The problem, however, is that those conversations are not easily facilitated by either social networks or broadcasters of programming. Popular live TV events in particular can rack up to 60 tweets per second using the show’s hashtag. ‘That’s of no use to anybody – certainly not to anyone who wants to have a conversation,’ says Caulfield. ‘So it demonstrates that people do want to take part and restore the sense of being a fan, being part of the crowd and cheering. But the system is a little bit broken.’

As part of its solution, Starling is allowing, through its Early Access Program, the opportunity for its partners in production, advertising and broadcast to use the platform pre-release. FremantleMedia and JWT have already signed on to test the technology, which Miller says will provide programmers with ‘off the shelf tools that will let them use this for all of their programming in a much more turnkey fashion.’
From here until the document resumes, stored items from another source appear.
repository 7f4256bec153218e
pub mod authority;
pub mod transaction;

pub use authority::{AuthorityGenerator, RandomAuthority};
pub use transaction::{
    TransactionHandle, TransactionRecord, TransactionStatus, UnknownStatus, VerificationOutcome,
};

/// Identity of the authenticated caller, as resolved by the upstream auth layer.
#[derive(Debug, Clone, Copy, PartialEq, Eq)]
pub struct CurrentUser {
    pub id: i64,
}
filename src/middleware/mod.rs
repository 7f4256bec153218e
pub mod auth;
pub mod request_logger;
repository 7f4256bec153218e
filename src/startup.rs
use crate::config::{Config, StorageBackend};
use crate::ports::TransactionRepository;
use anyhow::{Context, Result};

pub struct ValidationReport {
    pub environment: bool,
    pub storage: bool,
    pub errors: Vec<String>,
}

impl ValidationReport {
    pub fn is_valid(&self) -> bool {
        self.environment && self.storage
    }

    pub fn print(&self) {
        println!("\n=== Startup Validation Report ===");
        println!("Environment Variables: {}", status(self.environment));
        println!("Storage Connectivity:  {}", status(self.storage));

        if !self.errors.is_empty() {
            println!("\nErrors:");
            for error in &self.errors {
                println!("  ❌ {}", error);
            }
        }

        println!("\nOverall Status: {}", if self.is_valid() { "✅ PASS" } else { "❌ FAIL" });
        println!("=================================\n");
    }
}

fn status(ok: bool) -> &'static str {
    if ok { "✅ OK" } else { "❌ FAIL" }
}

pub async fn validate_environment(
    config: &Config,
    repository: &dyn TransactionRepository,
) -> ValidationReport {
    let mut report = ValidationReport {
        environment: true,
        storage: true,
        errors: Vec::new(),
    };

    if let Err(e) = validate_env_vars(config) {
        report.environment = false;
        report.errors.push(format!("Environment: {:#}", e));
    }

    if let Err(e) = repository.health_check().await {
        report.storage = false;
        report.errors.push(format!("Storage: {}", e));
    }

    report
}

fn validate_env_vars(config: &Config) -> Result<()> {
    if config.server_port == 0 {
        anyhow::bail!("SERVER_PORT must be greater than 0");
    }
    if config.database_max_connections == 0 {
        anyhow::bail!("DATABASE_MAX_CONNECTIONS must be greater than 0");
    }

    if config.storage_backend == StorageBackend::Postgres {
        let database_url = config.require_database_url()?;
        let parsed = url::Url::parse(database_url).context("DATABASE_URL is not a valid URL")?;
        if !matches!(parsed.scheme(), "postgres" | "postgresql") {
            anyhow::bail!("DATABASE_URL must use the postgres:// scheme");
        }
    }

    if let Some(origins) = &config.cors_allowed_origins {
        for origin in origins {
            url::Url::parse(origin)
                .with_context(|| format!("CORS origin '{}' is not a valid URL", origin))?;
        }
    }

    Ok(())
}

#[cfg(test)]
mod tests {
    use super::*;
    use crate::adapters::InMemoryTransactionRepository;
    use crate::config::LogFormat;

    fn config() -> Config {
        Config {
            server_port: 3000,
            storage_backend: StorageBackend::Postgres,
            database_url: Some("postgres://localhost:5432/payments".to_string()),
            database_max_connections: 5,
            log_format: LogFormat::Text,
            cors_allowed_origins: None,
        }
    }

    #[test]
    fn test_validate_env_vars_accepts_defaults() {
        assert!(validate_env_vars(&config()).is_ok());
    }

    #[test]
    fn test_validate_env_vars_missing_database_url() {
        let config = Config {
            database_url: None,
            ..config()
        };

        assert!(validate_env_vars(&config).is_err());
    }

    #[test]
    fn test_validate_env_vars_memory_backend_needs_no_database() {
        let config = Config {
            storage_backend: StorageBackend::Memory,
            database_url: None,
            ..config()
        };

        assert!(validate_env_vars(&config).is_ok());
    }

    #[test]
    fn test_validate_env_vars_invalid_url() {
        let config = Config {
            database_url: Some("not-a-url".to_string()),
            ..config()
        };

        assert!(validate_env_vars(&config).is_err());
    }

    #[test]
    fn test_validate_env_vars_invalid_cors_origin() {
        let config = Config {
            cors_allowed_origins: Some(vec!["shop.example".to_string()]),
            ..config()
        };

        assert!(validate_env_vars(&config).is_err());
    }

    #[tokio::test]
    async fn test_report_with_in_memory_storage() {
        let config = Config {
            storage_backend: StorageBackend::Memory,
            database_url: None,
            ..config()
        };
        let repo = InMemoryTransactionRepository::new();

        let report = validate_environment(&config, &repo).await;
        assert!(report.is_valid());
        assert!(report.errors.is_empty());
    }
}
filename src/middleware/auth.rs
use axum::{async_trait, extract::FromRequestParts, http::request::Parts};

use crate::domain::CurrentUser;
use crate::error::AppError;

/// Header carrying the numeric id of the user authenticated by the upstream auth layer.
pub const USER_ID_HEADER: &str = "x-user-id";

#[async_trait]
impl<S> FromRequestParts<S> for CurrentUser
where
    S: Send + Sync,
{
    type Rejection = AppError;

    async fn from_request_parts(parts: &mut Parts, _state: &S) -> Result<Self, Self::Rejection> {
        let raw = parts
            .headers
            .get(USER_ID_HEADER)
            .and_then(|h| h.to_str().ok())
            .ok_or_else(|| AppError::Unauthorized("missing caller identity".to_string()))?;

        match raw.trim().parse::<i64>() {
            Ok(id) if id > 0 => Ok(CurrentUser { id }),
            _ => {
                tracing::warn!(header = %raw, "Rejected malformed caller identity");
                Err(AppError::Unauthorized("invalid caller identity".to_string()))
            }
        }
    }
}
The Starling technology allows the user at home to interact with their friends and programming via mobile handsets, laptops or tablets such as the iPad. Users can comment on programs in real time, and vote on other users’ comments and opinions by tapping on their screens. Popular comments gain points, adding a gaming component to the experience. Broadcasters and producers, in turn, will have access to integration boxes for their control rooms and switchers, which provide them with a menu of incoming comments that they can select or deselect to appear within the content.

‘It’s crowd-sourced sentiment,’ says Caulfield. ‘It rises up and is then taken out and placed on air, with a digital trail. Now a broadcaster can truly represent its audience.’